DQW Posted August 5, 2005 Share Posted August 5, 2005 8 = 2*4 Multiply out (x - 2y)(x^2 + 2xy + 2y^2) and see if you get x^3 - 8y^3. You will not ! Simply because (-2y)(2y^2) = -4y^3 instead of -8y^3, which is = (-2y)(4y^2) Link to comment Share on other sites More sharing options...
Psion Posted August 10, 2005 Author Share Posted August 10, 2005 I figured out that there is an x, y, and z variable in this word problem, but figuring it all out is somewhat confusing for me. Word Problem: The sum of three integers is 18. The third integer is four times the second, and the second integer is 6 more than the first. Find the integers. (x, y, z) Link to comment Share on other sites More sharing options...
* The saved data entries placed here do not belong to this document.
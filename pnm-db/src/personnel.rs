//! Park staff and their roles.
//!
//! A staff member is one `personnel` row plus zero or more role rows, one
//! per role table. Roles are not exclusive: the same person may be both a
//! researcher and a ranger.

use rusqlite::{params, Connection, OptionalExtension, Row};

use crate::models::{AreaKey, NewPersonnel, Personnel, PersonnelRole};
use crate::{Database, DbError, DbResult};

const ROLE_TABLES: [&str; 4] = [
    "management_personnel",
    "surveillance_personnel",
    "research_personnel",
    "conservation_personnel",
];

fn personnel_from_row(row: &Row<'_>) -> rusqlite::Result<Personnel> {
    Ok(Personnel {
        id: row.get(0)?,
        dni: row.get(1)?,
        cuil: row.get(2)?,
        name: row.get(3)?,
        address: row.get(4)?,
        phone_numbers: row.get(5)?,
        salary: row.get(6)?,
        roles: Vec::new(),
    })
}

fn insert_role(conn: &Connection, personnel_id: i64, role: &PersonnelRole) -> DbResult<()> {
    match role {
        PersonnelRole::Management { entrance_number } => conn.execute(
            "INSERT INTO management_personnel (personnel_id, entrance_number) VALUES (?1, ?2)",
            params![personnel_id, entrance_number],
        ),
        PersonnelRole::Surveillance {
            vehicle_type,
            vehicle_registration,
        } => conn.execute(
            "INSERT INTO surveillance_personnel (personnel_id, vehicle_type, vehicle_registration)
             VALUES (?1, ?2, ?3)",
            params![personnel_id, vehicle_type, vehicle_registration],
        ),
        PersonnelRole::Research { title, project_id } => conn.execute(
            "INSERT INTO research_personnel (personnel_id, title, project_id) VALUES (?1, ?2, ?3)",
            params![personnel_id, title, project_id],
        ),
        PersonnelRole::Conservation { specialty, area } => conn.execute(
            "INSERT INTO conservation_personnel (personnel_id, specialty, park_id, area_number)
             VALUES (?1, ?2, ?3, ?4)",
            params![
                personnel_id,
                specialty,
                area.map(|a| a.park_id),
                area.map(|a| a.area_number)
            ],
        ),
    }?;
    Ok(())
}

fn roles_of(conn: &Connection, personnel_id: i64) -> rusqlite::Result<Vec<PersonnelRole>> {
    let mut roles = Vec::new();

    if let Some(role) = conn
        .query_row(
            "SELECT entrance_number FROM management_personnel WHERE personnel_id = ?1",
            params![personnel_id],
            |row| Ok(PersonnelRole::Management { entrance_number: row.get(0)? }),
        )
        .optional()?
    {
        roles.push(role);
    }

    if let Some(role) = conn
        .query_row(
            "SELECT vehicle_type, vehicle_registration FROM surveillance_personnel
             WHERE personnel_id = ?1",
            params![personnel_id],
            |row| {
                Ok(PersonnelRole::Surveillance {
                    vehicle_type: row.get(0)?,
                    vehicle_registration: row.get(1)?,
                })
            },
        )
        .optional()?
    {
        roles.push(role);
    }

    if let Some(role) = conn
        .query_row(
            "SELECT title, project_id FROM research_personnel WHERE personnel_id = ?1",
            params![personnel_id],
            |row| {
                Ok(PersonnelRole::Research {
                    title: row.get(0)?,
                    project_id: row.get(1)?,
                })
            },
        )
        .optional()?
    {
        roles.push(role);
    }

    if let Some(role) = conn
        .query_row(
            "SELECT specialty, park_id, area_number FROM conservation_personnel
             WHERE personnel_id = ?1",
            params![personnel_id],
            |row| {
                let park_id: Option<i64> = row.get(1)?;
                let area_number: Option<i64> = row.get(2)?;
                Ok(PersonnelRole::Conservation {
                    specialty: row.get(0)?,
                    area: park_id.zip(area_number).map(|(p, a)| AreaKey::new(p, a)),
                })
            },
        )
        .optional()?
    {
        roles.push(role);
    }

    Ok(roles)
}

const PERSONNEL_SELECT: &str =
    "SELECT id, DNI, CUIL, name, address, phone_numbers, salary FROM personnel";

impl Database {
    /// Insert a staff member together with their roles; returns the id.
    ///
    /// Either the base row and every role row are written, or nothing is.
    pub fn insert_personnel(&self, person: &NewPersonnel, roles: &[PersonnelRole]) -> DbResult<i64> {
        let id = self.transaction(|tx| {
            tx.execute(
                "INSERT INTO personnel (DNI, CUIL, name, address, phone_numbers, salary)
                 VALUES (?1, ?2, ?3, ?4, ?5, ?6)",
                params![
                    person.dni,
                    person.cuil,
                    person.name,
                    person.address,
                    person.phone_numbers,
                    person.salary
                ],
            )?;
            let id = tx.last_insert_rowid();
            for role in roles {
                insert_role(tx, id, role)?;
            }
            Ok(id)
        })?;
        log::debug!(
            "[PNM] write: personnel {} '{}' with {} roles",
            id,
            person.name,
            roles.len()
        );
        Ok(id)
    }

    pub fn get_personnel(&self, id: i64) -> DbResult<Personnel> {
        let conn = self.conn.borrow();
        let mut person = conn
            .query_row(
                &format!("{} WHERE id = ?1", PERSONNEL_SELECT),
                params![id],
                personnel_from_row,
            )
            .optional()?
            .ok_or_else(|| DbError::NotFound(format!("personnel {}", id)))?;
        person.roles = roles_of(&conn, id)?;
        Ok(person)
    }

    pub fn find_personnel_by_dni(&self, dni: &str) -> DbResult<Option<Personnel>> {
        let conn = self.conn.borrow();
        let person = conn
            .query_row(
                &format!("{} WHERE DNI = ?1", PERSONNEL_SELECT),
                params![dni],
                personnel_from_row,
            )
            .optional()?;
        match person {
            Some(mut p) => {
                p.roles = roles_of(&conn, p.id)?;
                Ok(Some(p))
            }
            None => Ok(None),
        }
    }

    /// All staff ordered by name, with roles.
    pub fn list_personnel(&self) -> DbResult<Vec<Personnel>> {
        let conn = self.conn.borrow();
        let mut stmt = conn.prepare(&format!("{} ORDER BY name, id", PERSONNEL_SELECT))?;
        let mut staff = stmt
            .query_map([], personnel_from_row)?
            .collect::<Result<Vec<_>, _>>()?;
        for person in &mut staff {
            person.roles = roles_of(&conn, person.id)?;
        }
        log::info!("[PNM] query: list_personnel returned {} records", staff.len());
        Ok(staff)
    }

    /// Give an existing staff member another role.
    ///
    /// Holding the same role twice is a [`DbError::Unique`] violation.
    pub fn assign_role(&self, personnel_id: i64, role: &PersonnelRole) -> DbResult<()> {
        let conn = self.conn.borrow();
        insert_role(&conn, personnel_id, role)?;
        log::debug!("[PNM] write: personnel {} now in {}", personnel_id, role.table());
        Ok(())
    }

    pub fn update_salary(&self, personnel_id: i64, salary: f64) -> DbResult<()> {
        let conn = self.conn.borrow();
        let changed = conn.execute(
            "UPDATE personnel SET salary = ?2 WHERE id = ?1",
            params![personnel_id, salary],
        )?;
        if changed == 0 {
            return Err(DbError::NotFound(format!("personnel {}", personnel_id)));
        }
        Ok(())
    }

    /// Remove every role row and then the staff member.
    pub fn delete_personnel(&self, personnel_id: i64) -> DbResult<()> {
        self.transaction(|tx| {
            for table in ROLE_TABLES {
                tx.execute(
                    &format!("DELETE FROM {} WHERE personnel_id = ?1", table),
                    params![personnel_id],
                )?;
            }
            let changed = tx.execute("DELETE FROM personnel WHERE id = ?1", params![personnel_id])?;
            if changed == 0 {
                return Err(DbError::NotFound(format!("personnel {}", personnel_id)));
            }
            Ok(())
        })?;
        log::debug!("[PNM] write: deleted personnel {}", personnel_id);
        Ok(())
    }
}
Ducky Havok Posted August 10, 2005 Share Posted August 10, 2005 well start with x+y+z=18, z=4y, and y=6+x. The 3rd can be changed to y-6=x, then you can substitute the two back into the first to get (y-6)+y+4y=18, solve for y and just plug them back into the other equations to get the rest Link to comment Share on other sites More sharing options...
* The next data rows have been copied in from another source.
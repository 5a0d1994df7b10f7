//! Aggregate report over a park database, as text or JSON.

use std::fmt::Write as _;
use std::path::Path;

use anyhow::Context;
use pnm_db::models::{
    ExtensionMismatch, ProvinceParkCount, SpeciesGroup, SpeciesPresence, VisitorStat,
};
use pnm_db::Database;
use serde::Serialize;

/// Visitors counted for a set of park codes.
#[derive(Debug, Clone, Serialize, PartialEq)]
pub struct VisitorCount {
    pub codes: Vec<String>,
    pub visitors: i64,
}

#[derive(Debug, Clone, Serialize, PartialEq)]
pub struct Report {
    pub province_ranking: Vec<ProvinceParkCount>,
    pub province_with_most_parks: Option<ProvinceParkCount>,
    pub species_in_at_least_half_of_parks: Vec<SpeciesPresence>,
    pub species_in_all_parks: Vec<SpeciesPresence>,
    pub species_in_exactly_one_park: Vec<SpeciesPresence>,
    pub visitors: Option<VisitorCount>,
    pub extension_mismatches: Vec<ExtensionMismatch>,
    pub population_notifications: usize,
    pub species_groups: Vec<SpeciesGroup>,
    pub visitor_stats: Vec<VisitorStat>,
}

/// Collect every report from `db`. Visitors are counted only when `codes`
/// is not empty.
pub fn build_report(db: &Database, codes: &[String]) -> anyhow::Result<Report> {
    let ranking = db.province_park_ranking()?;
    let visitors = if codes.is_empty() {
        None
    } else {
        let refs: Vec<&str> = codes.iter().map(String::as_str).collect();
        Some(VisitorCount {
            codes: codes.to_vec(),
            visitors: db.count_visitors_in_parks(&refs)?,
        })
    };
    Ok(Report {
        province_with_most_parks: ranking.first().cloned(),
        province_ranking: ranking,
        species_in_at_least_half_of_parks: db.species_in_at_least_half_of_parks(None)?,
        species_in_all_parks: db.species_in_all_parks(None)?,
        species_in_exactly_one_park: db.species_in_exactly_one_park(None)?,
        visitors,
        extension_mismatches: db.park_extension_mismatches()?,
        population_notifications: db.email_log()?.len(),
        species_groups: db.species_groups()?,
        visitor_stats: db.visitor_stats()?,
    })
}

fn species_line(out: &mut String, title: &str, species: &[SpeciesPresence]) -> std::fmt::Result {
    let names: Vec<&str> = species.iter().map(|s| s.scientific_name.as_str()).collect();
    if names.is_empty() {
        writeln!(out, "{}: (none)", title)
    } else {
        writeln!(out, "{}: {}", title, names.join(", "))
    }
}

/// Plain-text rendering of a [`Report`].
pub fn render_text(report: &Report) -> anyhow::Result<String> {
    let mut out = String::new();

    match &report.province_with_most_parks {
        Some(top) => writeln!(
            out,
            "Province with most parks: {} ({} parks)",
            top.province, top.park_count
        )?,
        None => writeln!(out, "Province with most parks: (no provinces)")?,
    }
    for row in &report.province_ranking {
        writeln!(out, "  {:<30} {:>4}", row.province, row.park_count)?;
    }

    species_line(
        &mut out,
        "Species in at least half of the parks",
        &report.species_in_at_least_half_of_parks,
    )?;
    species_line(&mut out, "Species in all parks", &report.species_in_all_parks)?;
    species_line(
        &mut out,
        "Species in exactly one park",
        &report.species_in_exactly_one_park,
    )?;

    if let Some(v) = &report.visitors {
        writeln!(out, "Visitors in parks {}: {}", v.codes.join(", "), v.visitors)?;
    }

    for m in &report.extension_mismatches {
        writeln!(
            out,
            "Extension mismatch: {} total {:.2} ha, provinces {:.2} ha",
            m.park_name, m.total_area, m.provinces_sum
        )?;
    }
    writeln!(out, "Population decrease notifications: {}", report.population_notifications)?;

    if !report.species_groups.is_empty() {
        writeln!(out, "Species groups:")?;
        for g in &report.species_groups {
            writeln!(
                out,
                "  {:<20} {:>6} {:>6} {:>6.1}%",
                g.name, g.count_argentina, g.count_protected, g.percentage
            )?;
        }
    }
    if !report.visitor_stats.is_empty() {
        writeln!(out, "Visitors (residents / non-residents):")?;
        for s in &report.visitor_stats {
            writeln!(
                out,
                "  {} {:.1}% / {:.1}%",
                s.year, s.residents_pct, s.non_residents_pct
            )?;
        }
    }
    Ok(out)
}

pub fn run_report(database: &Path, codes: &[String], json: bool) -> anyhow::Result<()> {
    let db = Database::open(database)
        .with_context(|| format!("opening database {}", database.display()))?;
    let report = build_report(&db, codes)?;
    if json {
        println!("{}", serde_json::to_string_pretty(&report)?);
    } else {
        print!("{}", render_text(&report)?);
    }
    Ok(())
}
Psion Posted August 12, 2005 Author Share Posted August 12, 2005 Here are a few problems I've come across. I think I understand Gaussian Elimination but it just confuses me to some extents. Instructions: Use matrices to solve each system of equations. Each system has one solution. I'm i'm looking at: 2x + y + 3z = 3 -2x - y + z = 5 4x - 2y - 3z = 10 So I decided to turn it into [ 2 1 3|3] [-2 -1 1|5] [4 -2 2|2] So from there I decided that when doing this gaussian thing the goal is to eliminate all numbers below the first digit in the first row to 0. I decided that I didn't need to exchange rows. R=Row R1 + R2 = [0 0 4 | 8 ] (new R2) Since that was done with I decided that I now had to move to row three. So to get rid of the 4 I have to make the first row negative. R1 * -2 = [ -4 -2 -6 |-3 ] [ -4 -2 -6 |-3 ] + [ 4 -2 2|2] ---------------------- [0 -4 -4 |-1] I don't really know if I did this right, and I don't know where to go after this step. Link to comment Share on other sites More sharing options...
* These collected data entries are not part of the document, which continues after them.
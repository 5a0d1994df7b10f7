//! Provinces from the protected-areas-by-jurisdiction export.

use std::io;

use serde::Serialize;

use crate::reader::read_records;

/// Jurisdiction rows that are not provinces.
pub const NON_PROVINCES: &[&str] = &["Áreas Marinas Protegidas", "Espacio marítimo argentino"];

#[derive(Debug, Clone, Serialize, PartialEq)]
pub struct ProvinceRow {
    pub id: usize,
    pub name: String,
    pub responsible_organization: String,
}

impl ProvinceRow {
    fn new(id: usize, name: &str) -> Self {
        Self {
            id,
            name: name.to_string(),
            responsible_organization: format!("Organismo de Conservación de {}", name),
        }
    }
}

/// Parse jurisdiction rows into provinces numbered from 1 in file order.
pub fn parse_provinces(text: &str) -> anyhow::Result<Vec<ProvinceRow>> {
    let rows = read_records(text)?
        .iter()
        .filter_map(|r| r.get(0))
        .filter(|name| !NON_PROVINCES.contains(name))
        .enumerate()
        .map(|(i, name)| ProvinceRow::new(i + 1, name))
        .collect();
    Ok(rows)
}

/// Write `id,name,responsible_organization`, quoting the text columns.
pub fn write_provinces<W: io::Write>(rows: &[ProvinceRow], mut out: W) -> anyhow::Result<()> {
    // NonNumeric would quote the header too; it is written bare.
    out.write_all(b"id,name,responsible_organization\n")?;
    let mut wtr = csv::WriterBuilder::new()
        .has_headers(false)
        .quote_style(csv::QuoteStyle::NonNumeric)
        .from_writer(out);
    for row in rows {
        wtr.serialize(row)?;
    }
    wtr.flush()?;
    Ok(())
}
elfstone Posted August 12, 2005 Share Posted August 12, 2005 You want to get the matrix in this form : 1 0 0 | x 0 1 0 | y 0 0 1 | z The new R2 you did qualifies for the R3 of above if you divide it with 4. Turns out that z = 2. So we got R3 =[ 0 0 1 | 2]. The new R1 you did (slight mistake, u forgot to multiply smth there[-3 should be -6], anyway, it is 0 4 4 | 4 if multiplied with -1. This is good for our R2. R2 = R2 - 4*R3 = 0 4 0 | -4 and looks like that y = -1. R2 =[ 0 1 0 | -1]. Now, your original R1 [2 1 3 | 3] can be turned R1 = R1 - R2 - 3*R3 = [2 0 0 | -2 ] -> R1 = [1 0 0 | -1] and x is also -1. I hope that wasn't too confusing, it's been a while I did this Link to comment Share on other sites More sharing options...
Primarygun Posted August 13, 2005 Share Posted August 13, 2005 4x - 2y - 3z = 10 [4 -2 2|2] If the original problem is from your book, your answer from this approach won't be equivalent. I think you put the no. wrongly into matrix. This is the major problem I suppose. Link to comment Share on other sites More sharing options...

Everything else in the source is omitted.